FAITS, PROCEDURE ET PRETENTIONS DES PARTIES
Selon offre de crédit préalable acceptée le 20 novembre 2021, la société SOGEFINANCEMENT, aux droits de laquelle intervient désormais la S.A.S FRANFINANCE a consenti à Mme [K] [V] née [G] un crédit personnel associé à son compte n°38199829995 de 25 000 euros au taux débiteur fixe annuel de 3,49% remboursable en 81 mensualités de 346,87 euros avec assurance.
La société SOGEFINANCEMENT a fusionné par absorption avec la S.A.S FRANFINANCE le 1er juillet 2024.
Plusieurs échéances n’ayant pas été honorées, la S.A.S FRANFINANCE a mis en demeure le débiteur suivant courrier recommandé en date du 19 décembre 2024 de régulariser sa situation sous peine de voir prononcée la déchéance du terme.
Par acte d’huissier en date du 9 juillet 2025, la S.A.S FRANFINANCE a fait assigner Mme [K] [V] née [G] devant le juge des contentieux de la protection du tribunal judiciaire de Versailles aux fins de :
la déclarer recevable et bien fondée,prendre acte de la déchéance du terme prononcée le 10 mars 2025 en raison des mensualités impayées,subsidiairement,
constater que la présente assignation vaut ultime mise en demeure de régulariser sous quinze jours à compter de la date de la présente assignation, l’arriéré des mensualités impayées, à défaut du paiement de ladite somme, ordonner la résiliation du contrat de prêt, conformément aux articles 1224 et suivants du code civil (anciens articles 1139 et 1184 du code civil),y faisant droit, la condamner à lui payer la somme de 17 199,02 euros, avec intérêts au taux contractuel de 3,49% à valoir sur la somme de 15 957,53 euros et au taux légal pour le surplus, à compter du 12 mars 2025 et jusqu’à parfait paiement, compte tenu des paiements intervenusprendre acte de la somme totale de 3 000 euros payée postérieurement à la déchéance du terme et à déduire des sommes dues, soit un solde restant dû de 14 199,02 euros outre les intérêts pour mémoire,la condamner à lui payer une somme de 700 euros au titre de l’article 700 code de procédure civile, ainsi qu’aux entiers dépens,ne pas écarter l’exécution provisoire.
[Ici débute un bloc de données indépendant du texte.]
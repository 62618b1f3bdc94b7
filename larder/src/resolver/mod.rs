//! Option resolution
//!
//! Picks the single active option for every token:
//! 1. Non-choice tokens resolve to their only option
//! 2. Choice tokens honor the user's swap, then the recipe default, then
//!    the first option compatible with the active restrictions
//! 3. Active restrictions override a non-compliant pick whenever some
//!    member complies
//!
//! Dependent entries are filtered afterwards in a separate pass, once every
//! controlling token has been resolved.

pub mod compatibility;

pub use compatibility::{
    compatible_alternatives, has_non_compliant_alternative, recipe_default_compatibility,
    resolve_default, restriction_status, restriction_statuses, RestrictionStatus,
};

use crate::recipe::{DependsOn, IngredientOption, Recipe, TokenData};
use crate::state::RenderState;
use crate::{LarderError, LarderResult};
use std::collections::HashMap;
use tracing::{debug, warn};

fn first_option<'r>(recipe: &Recipe, data: &'r TokenData) -> LarderResult<&'r IngredientOption> {
    data.options.first().ok_or_else(|| {
        LarderError::contract(
            recipe.id.as_str(),
            format!("token '{}' has no options", data.token),
        )
    })
}

/// Resolve a token without touching the state
pub fn resolve_option<'r>(
    token: &str,
    recipe: &'r Recipe,
    state: &RenderState,
) -> LarderResult<&'r IngredientOption> {
    let data = recipe.token(token)?;
    let first = first_option(recipe, data)?;
    if !data.is_choice {
        return Ok(first);
    }

    let members: Vec<&IngredientOption> = data.choice_members().collect();
    let Some(&first_member) = members.first() else {
        return Ok(first);
    };

    let restrictions = &state.restrictions;
    let selected = state
        .selected_options
        .get(token)
        .and_then(|key| data.member(key));
    let default = recipe
        .default_option_key(token)
        .and_then(|key| data.member(key));
    let first_compatible = members.iter().copied().find(|o| o.meets_all(restrictions));

    let chosen = selected
        .or(default)
        .or(first_compatible)
        .unwrap_or(first_member);

    if !restrictions.any_active() || chosen.meets_all(restrictions) {
        return Ok(chosen);
    }
    let Some(compliant) = first_compatible else {
        // Nothing complies; keep the pick rather than invent one
        return Ok(chosen);
    };

    let replacement = selected
        .filter(|o| o.meets_all(restrictions))
        .or_else(|| default.filter(|o| o.meets_all(restrictions)))
        .unwrap_or(compliant);
    debug!(
        token,
        from = chosen.option_key.as_str(),
        to = replacement.option_key.as_str(),
        "restriction override"
    );
    Ok(replacement)
}

/// Resolve a token and cache the chosen key in `state.selected_options`
///
/// Later calls in the same pass see the already-resolved choice.
pub fn select_option_for_token<'r>(
    token: &str,
    recipe: &'r Recipe,
    state: &mut RenderState,
) -> LarderResult<&'r IngredientOption> {
    let option = resolve_option(token, recipe, state)?;
    if option.is_choice_member() {
        state
            .selected_options
            .insert(token.to_string(), option.option_key.clone());
    }
    Ok(option)
}

/// One token after resolution and visibility filtering
#[derive(Debug, Clone)]
pub struct ResolvedToken<'r> {
    pub token: &'r str,
    pub data: &'r TokenData,
    pub option: &'r IngredientOption,
    pub visible: bool,
}

/// Resolve every token in declared order, then filter dependents
///
/// Phase one resolves all tokens (caching choices into `state`). Phase two
/// evaluates `dependsOn` against the phase-one results, so a controller is
/// always resolved before any dependent looks at it.
pub fn resolve_all<'r>(
    recipe: &'r Recipe,
    state: &mut RenderState,
) -> LarderResult<Vec<ResolvedToken<'r>>> {
    let mut resolved = Vec::with_capacity(recipe.token_order.len());
    for token in &recipe.token_order {
        let data = recipe.token(token)?;
        let option = select_option_for_token(token, recipe, state)?;
        resolved.push(ResolvedToken {
            token: token.as_str(),
            data,
            option,
            visible: true,
        });
    }

    let by_token: HashMap<&str, &IngredientOption> =
        resolved.iter().map(|r| (r.token, r.option)).collect();

    let mut visibility = Vec::with_capacity(resolved.len());
    for entry in &resolved {
        let visible = match entry.data.depends_on_for(entry.option) {
            Some(dep) => dependency_met(recipe, entry.token, dep, &by_token)?,
            None => true,
        };
        if !visible {
            debug!(token = entry.token, controller = dep_token(entry), "dependent dropped");
        }
        visibility.push(visible);
    }
    for (entry, visible) in resolved.iter_mut().zip(visibility) {
        entry.visible = visible;
    }
    Ok(resolved)
}

fn dep_token<'a>(entry: &'a ResolvedToken<'_>) -> &'a str {
    entry
        .data
        .depends_on_for(entry.option)
        .map(|d| d.token.as_str())
        .unwrap_or_default()
}

/// Whether a dependent's condition holds against resolved controllers
pub fn dependency_met(
    recipe: &Recipe,
    token: &str,
    dep: &DependsOn,
    resolved: &HashMap<&str, &IngredientOption>,
) -> LarderResult<bool> {
    let Some(controller) = resolved.get(dep.token.as_str()) else {
        return Err(LarderError::UnknownDependency {
            recipe: recipe.id.clone(),
            token: token.to_string(),
            depends_on: dep.token.clone(),
        });
    };

    if let Some(controller_data) = recipe.ingredients.get(&dep.token) {
        if controller_data.depends_on_for(controller).is_some() {
            warn!(
                recipe = recipe.id.as_str(),
                token,
                controller = dep.token.as_str(),
                "nested dependency; only the direct controller is checked"
            );
        }
    }

    Ok(match &dep.option {
        Some(key) => &controller.option_key == key,
        None => true,
    })
}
L’affaire était examinée à l’audience de plaidoirie du 29 janvier 2026.
La S.A.S FRANFINANCE, représentée par son conseil, a déclaré que le premier impayé non régularisé datait du mois de septembre 2024 mais qu’un paiement de 3500 euros est intervenu Interrogée par le tribunal, elle indiquait que son action n’était pas forclose et qu’aucune cause de déchéance du droit aux intérêts n’était encourue.
En défense, bien que régulièrement citée à étude, Mme [K] [V] née [G], n’était ni présente ni représentée à l’audience.
Conformément à l’article 455 du code de procédure civile, il est renvoyé aux conclusions des parties pour un plus ample exposé de leurs prétentions et de leurs moyens.
Après les débats, l’affaire était mise en délibéré par mise à disposition au greffe à la date du 9 avril 2026.
MOTIFS
Aux termes de l’article 472 du code de procédure civile, l’absence du défendeur régulièrement cité à l’instance, ne fait pas obstacle à ce qu’une décision soit rendue sur le fond du litige, le juge faisant droit à la demande après examen de sa régularité, de sa recevabilité et de son bien-fondé.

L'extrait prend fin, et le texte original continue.